For this assignment, I explored Ali and Colin's concentric circle number representation activity inspired by the work of Wassily Kandinsky.

This week’s activity had me stretching my thinking in multiple ways. First, I found a sense of wonder in the way Sarah Chase’s brain worked–moving multiple parts of her body in a seemingly seamless choreography of dance. Thank goodness she broke down her ideas into moving ‘3 against 2’ because my body and brain could manage that activity. I marveled at how grounding the movement into thinking of mother, myself, father, summer, and winter made it all somehow more doable. I found myself enchanted with this activity, though I admit, I didn’t take it further to try to extend the activity. Mostly, because envisioning trying to have my grade 3s do such an activity made me feel instantly stressed.
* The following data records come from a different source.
//! Aggregate status state owned by the collector task.
//!
//! `StatusInfo` is both the live state mutated by the collector and the
//! snapshot handed out to callers. The serialized field names are consumed by
//! dashboards and must not change.

use serde::{Deserialize, Serialize};
use std::collections::BTreeMap;

use crate::event::StatusEvent;

/// Gauge values sampled together on every tick.
#[derive(Debug, Clone, Copy, Default, PartialEq, Eq)]
pub struct Gauges {
    /// Resident memory of the process in bytes.
    pub memory_bytes: u64,
    /// Seconds since the collector was started.
    pub uptime_seconds: i64,
    /// Number of entries in the image cache.
    pub cache_size: u64,
    /// Memory held by the image cache in bytes.
    pub cache_memory_bytes: u64,
}

/// Counters and gauges reported by the status endpoint.
#[derive(Debug, Clone, Default, PartialEq, Eq, Serialize, Deserialize)]
pub struct StatusInfo {
    /// Number of bytes allocated to the process.
    #[serde(rename = "ImgdMem")]
    pub imgd_mem: u64,
    /// Time in seconds the process has been running for.
    #[serde(rename = "Uptime")]
    pub uptime: i64,
    /// Number of times each error kind has been recorded.
    #[serde(rename = "Errored")]
    pub errored: BTreeMap<String, u64>,
    /// Number of times each request category has been served.
    #[serde(rename = "Requested")]
    pub requested: BTreeMap<String, u64>,
    /// Number of times each API request category has been made.
    #[serde(rename = "APIRequested")]
    pub api_requested: BTreeMap<String, u64>,
    /// Number of skins served from the cache.
    #[serde(rename = "CacheHits")]
    pub cache_hits: u64,
    /// Number of skins that could not be served from the cache.
    #[serde(rename = "CacheMisses")]
    pub cache_misses: u64,
    /// Number of skins in the cache.
    #[serde(rename = "CacheSize")]
    pub cache_size: u64,
    /// Size of the cache memory in bytes.
    #[serde(rename = "CacheMem")]
    pub cache_mem: u64,
}

impl StatusInfo {
    /// Applies one event to the counters.
    pub fn apply(&mut self, event: &StatusEvent) {
        match event {
            StatusEvent::CacheHit => self.cache_hits = self.cache_hits.saturating_add(1),
            StatusEvent::CacheMiss => self.cache_misses = self.cache_misses.saturating_add(1),
            StatusEvent::Requested(category) => bump(&mut self.requested, category),
            StatusEvent::ApiRequested(category) => bump(&mut self.api_requested, category),
            StatusEvent::Errored(kind) => bump(&mut self.errored, kind),
        }
    }

    /// Replaces every gauge at once.
    pub fn set_gauges(&mut self, gauges: Gauges) {
        self.imgd_mem = gauges.memory_bytes;
        self.uptime = gauges.uptime_seconds;
        self.cache_size = gauges.cache_size;
        self.cache_mem = gauges.cache_memory_bytes;
    }

    /// Sum of all request category counters.
    pub fn total_requested(&self) -> u64 {
        self.requested.values().sum()
    }
}

/// Get-or-default-then-increment for a labelled counter.
fn bump(counters: &mut BTreeMap<String, u64>, key: &str) {
    // Lookup first so existing buckets don't allocate a new key
    if let Some(count) = counters.get_mut(key) {
        *count = count.saturating_add(1);
    } else {
        counters.insert(key.to_string(), 1);
    }
}

#[cfg(test)]
mod tests {
    use super::*;

    #[test]
    fn test_apply_creates_bucket_with_one() {
        let mut info = StatusInfo::default();
        info.apply(&StatusEvent::Errored("timeout".into()));
        assert_eq!(info.errored.get("timeout"), Some(&1));

        info.apply(&StatusEvent::Errored("timeout".into()));
        info.apply(&StatusEvent::Errored("".into()));
        assert_eq!(info.errored.get("timeout"), Some(&2));
        assert_eq!(info.errored.get(""), Some(&1));
    }

    #[test]
    fn test_cache_counters_are_independent() {
        let mut info = StatusInfo::default();
        info.apply(&StatusEvent::CacheHit);
        info.apply(&StatusEvent::Requested("skin".into()));
        info.apply(&StatusEvent::CacheMiss);
        info.apply(&StatusEvent::CacheHit);

        assert_eq!(info.cache_hits, 2);
        assert_eq!(info.cache_misses, 1);
        assert_eq!(info.total_requested(), 1);
    }

    #[test]
    fn test_set_gauges_replaces_all_fields() {
        let mut info = StatusInfo::default();
        info.apply(&StatusEvent::CacheHit);
        let gauges = Gauges {
            memory_bytes: 4096,
            uptime_seconds: 12,
            cache_size: 3,
            cache_memory_bytes: 1024,
        };
        info.set_gauges(gauges);

        assert_eq!(info.imgd_mem, 4096);
        assert_eq!(info.uptime, 12);
        assert_eq!(info.cache_size, 3);
        assert_eq!(info.cache_mem, 1024);
        // Counters are untouched by gauge updates
        assert_eq!(info.cache_hits, 1);
    }

    #[test]
    fn test_json_field_names() {
        let mut info = StatusInfo::default();
        info.apply(&StatusEvent::ApiRequested("uuid".into()));
        let json = serde_json::to_value(&info).unwrap();

        let obj = json.as_object().unwrap();
        let mut keys: Vec<&str> = obj.keys().map(|k| k.as_str()).collect();
        keys.sort();
        assert_eq!(
            keys,
            vec![
                "APIRequested",
                "CacheHits",
                "CacheMem",
                "CacheMisses",
                "CacheSize",
                "Errored",
                "ImgdMem",
                "Requested",
                "Uptime",
            ]
        );
        assert_eq!(json["APIRequested"]["uuid"], 1);
        assert!(json["Errored"].as_object().unwrap().is_empty());
    }
}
I could try this with a small group, but decided to look at Ali and Colin’s concentric circles instead as this seemed more in line with what my class would embrace and like to wrestle with.

The first thing I decided was that I needed to remind myself how base 3 worked. I instantly felt a pang of jealousy toward those that could whip out any base–something counting system like it was a breeze. I was briefly distracted by thinking about how I could use Kandinsky circles to round numbers to the nearest ten, but first wanted to try the activity as presented. I decided to try base five with the Kandinsky circles and realized how accessible base five felt. I suddenly felt like I could handle any base–well at least I knew if I didn’t get it, I just didn’t get it yet. Armed with four colours (white=0, purple=1, blue=2, red=3, green=4), I began trying to code my circles using base 5, and division was my friend. I also chatted with Claude AI and used the tool as a teacher of sorts, bouncing my ideas around and needing some reassurance that I was doing it correctly. Ah, the need for mathematical reassurance–sometimes I get bogged down by that need and am working on trusting my mathematical gut. I can, I must, I will!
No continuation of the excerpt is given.